**TASK PROMPT:** Would you print out every entry exactly as given?

**MATERIAL FOR THIS TASK:**
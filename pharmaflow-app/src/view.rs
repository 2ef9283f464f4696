use pharmaflow_core::aggregate::{self, CategoryStats, Comparison, MAX_COMPARISON_PRODUCTS};
use pharmaflow_core::catalog::ProcessCatalog;
use pharmaflow_schemas::process::{DurationUnit, ProcessDefinition, StepDuration, Temperature};

pub fn format_duration(duration: &Option<StepDuration>) -> String {
    match duration {
        Some(StepDuration {
            value,
            unit: DurationUnit::Hours,
        }) => format!("{value} h"),
        Some(StepDuration {
            value,
            unit: DurationUnit::Days,
        }) => format!("{value} d"),
        None => "unknown".to_string(),
    }
}

pub fn format_temperature(temperature: &Temperature) -> String {
    match temperature {
        Temperature::Ambient => "ambient".to_string(),
        Temperature::Fixed { celsius } => format!("{celsius} °C"),
        Temperature::Range {
            min_celsius,
            max_celsius,
        } => format!("{min_celsius} to {max_celsius} °C"),
    }
}

/// Prints every category with the products it contains.
pub fn print_catalog(catalog: &ProcessCatalog) {
    println!("\n--- [Catalog] Categories and Products ---");
    for category in catalog.list_categories() {
        let products = catalog.list_products(category);
        println!("\n{} ({} products)", category, products.len());
        for product in products {
            println!("  - {product}");
        }
    }
}

/// Suggests valid names after a failed lookup.
pub fn print_category_hint(catalog: &ProcessCatalog, category: &str) {
    let products = catalog.list_products(category);
    if products.is_empty() {
        println!("Known categories: {}", catalog.list_categories().join(", "));
    } else {
        println!("Products in '{}': {}", category, products.join(", "));
    }
}

/// Full drill-down for one process: steps, summary metrics, and the
/// classified parameter and equipment views.
pub fn print_definition(definition: &ProcessDefinition) {
    println!("\n--- [Process] {} ({}) ---", definition.name, definition.category);
    println!("{}", definition.description);
    if !definition.key_features.is_empty() {
        println!("Key features: {}", definition.key_features.join(", "));
    }

    println!("\nSteps:");
    for (index, step) in definition.steps.iter().enumerate() {
        println!(
            "  {:>2}. {:<36} {:>9}  {:>14}",
            index + 1,
            step.name,
            format_duration(&step.duration),
            format_temperature(&step.temperature)
        );
        if !step.critical_parameters.is_empty() {
            println!("      parameters: {}", step.critical_parameters.join(", "));
        }
        if !step.equipment.is_empty() {
            println!("      equipment:  {}", step.equipment.join(", "));
        }
    }

    let summary = aggregate::summarize(definition);
    println!("\nSummary:");
    println!("  - Steps:               {:>7}", summary.step_count);
    println!("  - Critical parameters: {:>7}", summary.critical_parameter_count);
    println!("  - Distinct equipment:  {:>7}", summary.distinct_equipment_count);
    println!("  - Total duration:      {:>7.1} h", summary.total_duration_hours);

    println!("\nParameter analysis:");
    for record in aggregate::parameter_profile(definition) {
        println!(
            "  - {:<32} {:<26} {:<18} importance {}",
            record.parameter,
            record.step,
            record.class.to_string(),
            record.importance
        );
    }

    println!("\nParameter classes:");
    for (class, count) in aggregate::parameter_class_distribution(definition) {
        println!("  - {:<26} {:>3}", class.to_string(), count);
    }

    println!("\nEquipment by first use:");
    for record in aggregate::equipment_profile(definition) {
        println!(
            "  - {:<36} {:<26} x{}",
            record.equipment,
            record.class.to_string(),
            record.usage_count
        );
    }
}

/// Side-by-side table over the selected processes.
pub fn print_comparison(comparison: &Comparison) {
    println!("\n--- [Comparison] {} products ---", comparison.rows.len());
    if comparison.truncated {
        println!(
            "Note: selection exceeded {} products; the extra ones were dropped.",
            MAX_COMPARISON_PRODUCTS
        );
    }

    println!(
        "{:<22} {:<24} {:>6} {:>8} {:>10} {:>12}",
        "Product", "Category", "Steps", "Params", "Equipment", "Duration (h)"
    );
    for row in &comparison.rows {
        println!(
            "{:<22} {:<24} {:>6} {:>8} {:>10} {:>12.1}",
            row.product,
            row.category,
            row.step_count,
            row.critical_parameter_count,
            row.distinct_equipment_count,
            row.total_duration_hours
        );
    }
}

/// Per-category step statistics, in catalog order.
pub fn print_overview(ordered: &[(String, CategoryStats)]) {
    println!("\n--- [Overview] Step counts by category ---");
    println!(
        "{:<24} {:>9} {:>11} {:>10} {:>10}",
        "Category", "Products", "Mean steps", "Min steps", "Max steps"
    );
    for (category, stats) in ordered {
        println!(
            "{:<24} {:>9} {:>11.1} {:>10} {:>10}",
            category,
            stats.product_count,
            stats.mean_step_count,
            stats.min_step_count,
            stats.max_step_count
        );
    }
}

**SOLVED EXERCISE:**
filename pharmaflow-app/src/view.rs
repository 2ef9283f464f4696
use pharmaflow_core::aggregate::{self, CategoryStats, Comparison, MAX_COMPARISON_PRODUCTS};
use pharmaflow_core::catalog::ProcessCatalog;
use pharmaflow_schemas::process::{DurationUnit, ProcessDefinition, StepDuration, Temperature};

pub fn format_duration(duration: &Option<StepDuration>) -> String {
    match duration {
        Some(StepDuration {
            value,
            unit: DurationUnit::Hours,
        }) => format!("{value} h"),
        Some(StepDuration {
            value,
            unit: DurationUnit::Days,
        }) => format!("{value} d"),
        None => "unknown".to_string(),
    }
}

pub fn format_temperature(temperature: &Temperature) -> String {
    match temperature {
        Temperature::Ambient => "ambient".to_string(),
        Temperature::Fixed { celsius } => format!("{celsius} °C"),
        Temperature::Range {
            min_celsius,
            max_celsius,
        } => format!("{min_celsius} to {max_celsius} °C"),
    }
}

/// Prints every category with the products it contains.
pub fn print_catalog(catalog: &ProcessCatalog) {
    println!("\n--- [Catalog] Categories and Products ---");
    for category in catalog.list_categories() {
        let products = catalog.list_products(category);
        println!("\n{} ({} products)", category, products.len());
        for product in products {
            println!("  - {product}");
        }
    }
}

/// Suggests valid names after a failed lookup.
pub fn print_category_hint(catalog: &ProcessCatalog, category: &str) {
    let products = catalog.list_products(category);
    if products.is_empty() {
        println!("Known categories: {}", catalog.list_categories().join(", "));
    } else {
        println!("Products in '{}': {}", category, products.join(", "));
    }
}

/// Full drill-down for one process: steps, summary metrics, and the
/// classified parameter and equipment views.
pub fn print_definition(definition: &ProcessDefinition) {
    println!("\n--- [Process] {} ({}) ---", definition.name, definition.category);
    println!("{}", definition.description);
    if !definition.key_features.is_empty() {
        println!("Key features: {}", definition.key_features.join(", "));
    }

    println!("\nSteps:");
    for (index, step) in definition.steps.iter().enumerate() {
        println!(
            "  {:>2}. {:<36} {:>9}  {:>14}",
            index + 1,
            step.name,
            format_duration(&step.duration),
            format_temperature(&step.temperature)
        );
        if !step.critical_parameters.is_empty() {
            println!("      parameters: {}", step.critical_parameters.join(", "));
        }
        if !step.equipment.is_empty() {
            println!("      equipment:  {}", step.equipment.join(", "));
        }
    }

    let summary = aggregate::summarize(definition);
    println!("\nSummary:");
    println!("  - Steps:               {:>7}", summary.step_count);
    println!("  - Critical parameters: {:>7}", summary.critical_parameter_count);
    println!("  - Distinct equipment:  {:>7}", summary.distinct_equipment_count);
    println!("  - Total duration:      {:>7.1} h", summary.total_duration_hours);

    println!("\nParameter analysis:");
    for record in aggregate::parameter_profile(definition) {
        println!(
            "  - {:<32} {:<26} {:<18} importance {}",
            record.parameter,
            record.step,
            record.class.to_string(),
            record.importance
        );
    }

    println!("\nParameter classes:");
    for (class, count) in aggregate::parameter_class_distribution(definition) {
        println!("  - {:<26} {:>3}", class.to_string(), count);
    }

    println!("\nEquipment by first use:");
    for record in aggregate::equipment_profile(definition) {
        println!(
            "  - {:<36} {:<26} x{}",
            record.equipment,
            record.class.to_string(),
            record.usage_count
        );
    }
}

/// Side-by-side table over the selected processes.
pub fn print_comparison(comparison: &Comparison) {
    println!("\n--- [Comparison] {} products ---", comparison.rows.len());
    if comparison.truncated {
        println!(
            "Note: selection exceeded {} products; the extra ones were dropped.",
            MAX_COMPARISON_PRODUCTS
        );
    }

    println!(
        "{:<22} {:<24} {:>6} {:>8} {:>10} {:>12}",
        "Product", "Category", "Steps", "Params", "Equipment", "Duration (h)"
    );
    for row in &comparison.rows {
        println!(
            "{:<22} {:<24} {:>6} {:>8} {:>10} {:>12.1}",
            row.product,
            row.category,
            row.step_count,
            row.critical_parameter_count,
            row.distinct_equipment_count,
            row.total_duration_hours
        );
    }
}

/// Per-category step statistics, in catalog order.
pub fn print_overview(ordered: &[(String, CategoryStats)]) {
    println!("\n--- [Overview] Step counts by category ---");
    println!(
        "{:<24} {:>9} {:>11} {:>10} {:>10}",
        "Category", "Products", "Mean steps", "Min steps", "Max steps"
    );
    for (category, stats) in ordered {
        println!(
            "{:<24} {:>9} {:>11.1} {:>10} {:>10}",
            category,
            stats.product_count,
            stats.mean_step_count,
            stats.min_step_count,
            stats.max_step_count
        );
    }
}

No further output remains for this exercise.